Link REIT Escape Clause Designed To Protect The Small Investor...
The aborted attempt to securitize the retail shops and parking space assets of Hong Kong's public housing estates in last year's failed issuance of the Link REIT, caused losses for retail investors, but of varying degrees. If one had oodles of cash in their bank accounts and posted the money for a week or so in the underwriting process all that was lost was the forgone interest and rates were about 0% at that time.
However, those investors that borrowed funds, up to 90% of the allocation that they put in for, ended up paying interest on the borrowed funds but never had the opportunity to recoup when the deal collapsed.

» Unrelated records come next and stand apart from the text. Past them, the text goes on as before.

//! Fuzz the emitter: every generated CFG must emit in every mode its
//! target supports, with all fleshing markers resolved.

#![no_main]

use libfuzzer_sys::fuzz_target;

use cfg_flesher::emit::SourceProgram;
use cfg_flesher::generator::{sample_directions, CfgGenerator, GeneratorConfig};
use cfg_flesher::lang::{CodeType, Language};
use rand::rngs::StdRng;
use rand::SeedableRng;

fuzz_target!(|data: &[u8]| {
    if data.len() < 10 {
        return;
    }
    let seed = u64::from_le_bytes([
        data[0], data[1], data[2], data[3], data[4], data[5], data[6], data[7],
    ]);
    let depth = (data[8] % 5) as usize;
    let language = match data[9] % 3 {
        0 => Language::Wasm,
        1 => Language::Wgsl,
        _ => Language::Glsl,
    };

    let generator = CfgGenerator::new(GeneratorConfig::allow_all(language));
    let cfg = generator.generate(seed, depth).expect("generation must not fail");
    let mut rng = StdRng::seed_from_u64(seed);
    let directions = sample_directions(&cfg, &mut rng).expect("directions must exist");

    for code_type in [CodeType::GlobalArray, CodeType::LocalArray, CodeType::HeaderGuard] {
        if language.check_code_type(code_type).is_err() {
            continue;
        }
        let program = SourceProgram::generate(&cfg, language, code_type, Some(&directions))
            .expect("emission must not fail");
        assert!(!program.source.contains("$$"), "unfleshed marker");
    }
});
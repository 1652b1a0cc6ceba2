//! Block identities and typed block attributes.

use std::fmt;

use serde::{Deserialize, Serialize};

/// Identifier of a basic block within a [`super::StructuredCfg`].
///
/// Ids are positive integers. By convention the entry block is id 1 and the
/// generator allocates fresh ids strictly increasing from 2.
#[derive(
    Debug, Clone, Copy, PartialEq, Eq, PartialOrd, Ord, Hash, Serialize, Deserialize,
)]
#[serde(transparent)]
pub struct BlockId(u32);

impl BlockId {
    /// The conventional entry block id.
    pub const ENTRY: BlockId = BlockId(1);

    /// Create a block id from its raw integer value.
    #[must_use]
    pub const fn new(raw: u32) -> Self {
        BlockId(raw)
    }

    /// Raw integer value of the id.
    #[must_use]
    pub const fn raw(self) -> u32 {
        self.0
    }

    /// The next id in allocation order.
    #[must_use]
    pub const fn next(self) -> Self {
        BlockId(self.0 + 1)
    }
}

impl fmt::Display for BlockId {
    fn fmt(&self, f: &mut fmt::Formatter<'_>) -> fmt::Result {
        write!(f, "b{}", self.0)
    }
}

/// A single block attribute, as used by the mutation API.
///
/// Flag attributes carry no payload; `Merge` names the header's merge block.
#[derive(Debug, Clone, Copy, PartialEq, Eq)]
pub enum Attribute {
    /// The unique traversal root.
    EntryBlock,
    /// The block branches and its sub-region has a known structured merge.
    SelectionHeader,
    /// A loop's header block. Implies `SelectionHeader`.
    LoopHeader,
    /// A multi-way branch; the last out-edge is the default case. Implies
    /// `SelectionHeader`.
    SwitchBlock,
    /// A basic block whose successor was rewritten to the enclosing loop
    /// header.
    ContinueBlock,
    /// A basic block whose successor was rewritten to the enclosing loop's
    /// merge.
    BreakBlock,
    /// The merge block of this header.
    Merge(BlockId),
}

impl Attribute {
    /// Stable attribute name, used in errors and in the wire format.
    #[must_use]
    pub const fn name(&self) -> &'static str {
        match self {
            Attribute::EntryBlock => "EntryBlock",
            Attribute::SelectionHeader => "SelectionHeader",
            Attribute::LoopHeader => "LoopHeader",
            Attribute::SwitchBlock => "SwitchBlock",
            Attribute::ContinueBlock => "ContinueBlock",
            Attribute::BreakBlock => "BreakBlock",
            Attribute::Merge(_) => "Merge",
        }
    }
}

/// The attribute record carried by every block.
///
/// Flags default to unset; `merge` defaults to absent. The record is mutated
/// only through [`super::StructuredCfg::set_attribute`], which enforces the
/// duplicate-attribute guard.
#[derive(Debug, Clone, Default, PartialEq, Eq, Hash, Serialize, Deserialize)]
pub struct BlockAttrs {
    /// `EntryBlock` flag.
    #[serde(default, skip_serializing_if = "is_false")]
    pub entry: bool,
    /// `SelectionHeader` flag.
    #[serde(default, skip_serializing_if = "is_false")]
    pub selection_header: bool,
    /// `LoopHeader` flag.
    #[serde(default, skip_serializing_if = "is_false")]
    pub loop_header: bool,
    /// `SwitchBlock` flag.
    #[serde(default, skip_serializing_if = "is_false")]
    pub switch_block: bool,
    /// `ContinueBlock` flag.
    #[serde(default, skip_serializing_if = "is_false")]
    pub continue_block: bool,
    /// `BreakBlock` flag.
    #[serde(default, skip_serializing_if = "is_false")]
    pub break_block: bool,
    /// `Merge` attribute: the header's structural rejoin block.
    #[serde(default, skip_serializing_if = "Option::is_none")]
    pub merge: Option<BlockId>,
}

fn is_false(flag: &bool) -> bool {
    !*flag
}

impl BlockAttrs {
    /// Whether the given attribute is already present.
    #[must_use]
    pub fn contains(&self, attribute: &Attribute) -> bool {
        match attribute {
            Attribute::EntryBlock => self.entry,
            Attribute::SelectionHeader => self.selection_header,
            Attribute::LoopHeader => self.loop_header,
            Attribute::SwitchBlock => self.switch_block,
            Attribute::ContinueBlock => self.continue_block,
            Attribute::BreakBlock => self.break_block,
            Attribute::Merge(_) => self.merge.is_some(),
        }
    }

    /// Apply an attribute without any guard. Callers go through
    /// [`super::StructuredCfg::set_attribute`].
    pub(crate) fn apply(&mut self, attribute: Attribute) {
        match attribute {
            Attribute::EntryBlock => self.entry = true,
            Attribute::SelectionHeader => self.selection_header = true,
            Attribute::LoopHeader => self.loop_header = true,
            Attribute::SwitchBlock => self.switch_block = true,
            Attribute::ContinueBlock => self.continue_block = true,
            Attribute::BreakBlock => self.break_block = true,
            Attribute::Merge(target) => self.merge = Some(target),
        }
    }
}

#[cfg(test)]
mod tests {
    use super::*;

    #[test]
    fn block_id_display_and_order() {
        assert_eq!(BlockId::new(42).to_string(), "b42");
        assert_eq!(BlockId::ENTRY.next(), BlockId::new(2));
        assert!(BlockId::new(2) < BlockId::new(10));
    }

    #[test]
    fn attrs_contains_tracks_applied_attributes() {
        let mut attrs = BlockAttrs::default();
        assert!(!attrs.contains(&Attribute::LoopHeader));

        attrs.apply(Attribute::LoopHeader);
        attrs.apply(Attribute::Merge(BlockId::new(5)));

        assert!(attrs.contains(&Attribute::LoopHeader));
        assert!(attrs.contains(&Attribute::Merge(BlockId::new(9))), "any merge counts");
        assert_eq!(attrs.merge, Some(BlockId::new(5)));
    }

    #[test]
    fn attribute_names_are_stable() {
        assert_eq!(Attribute::Merge(BlockId::ENTRY).name(), "Merge");
        assert_eq!(Attribute::BreakBlock.name(), "BreakBlock");
    }
}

So, new rules have been put in place to protect the small investors. The principal reason why this is even relevant is that the demand for these securities outstrips the supply and small investors either want to get an allocation that makes sense [a small allocation of say 1,000 shares can be irrelevant for some people] or not get shut out at all from investing. So one has to use gamemanship and subscribe for a much larger allocation than one actually wants with the understanding that the deal will be multiple times oversubscribed and the investor will get cut back substantially. You can see my earlier piece on this process.
This new scheme, although protecting investors somewhat, still does not go far enough to alleviate the issues of another court challenge. I suppose if the courts challenge the deal and the underwriting period is extended indefinitely, then theorectically, those investors that borrowed funds may pay very high interest charges. So they may be inclined to cancel and the shares will be allocated to institutional investors that are not required to post cash for the shares subscribed to.
So, the legal challenges should be addressed through proper legislation allowing the deal to go forward, not some allowance that precludes individual investors from participating.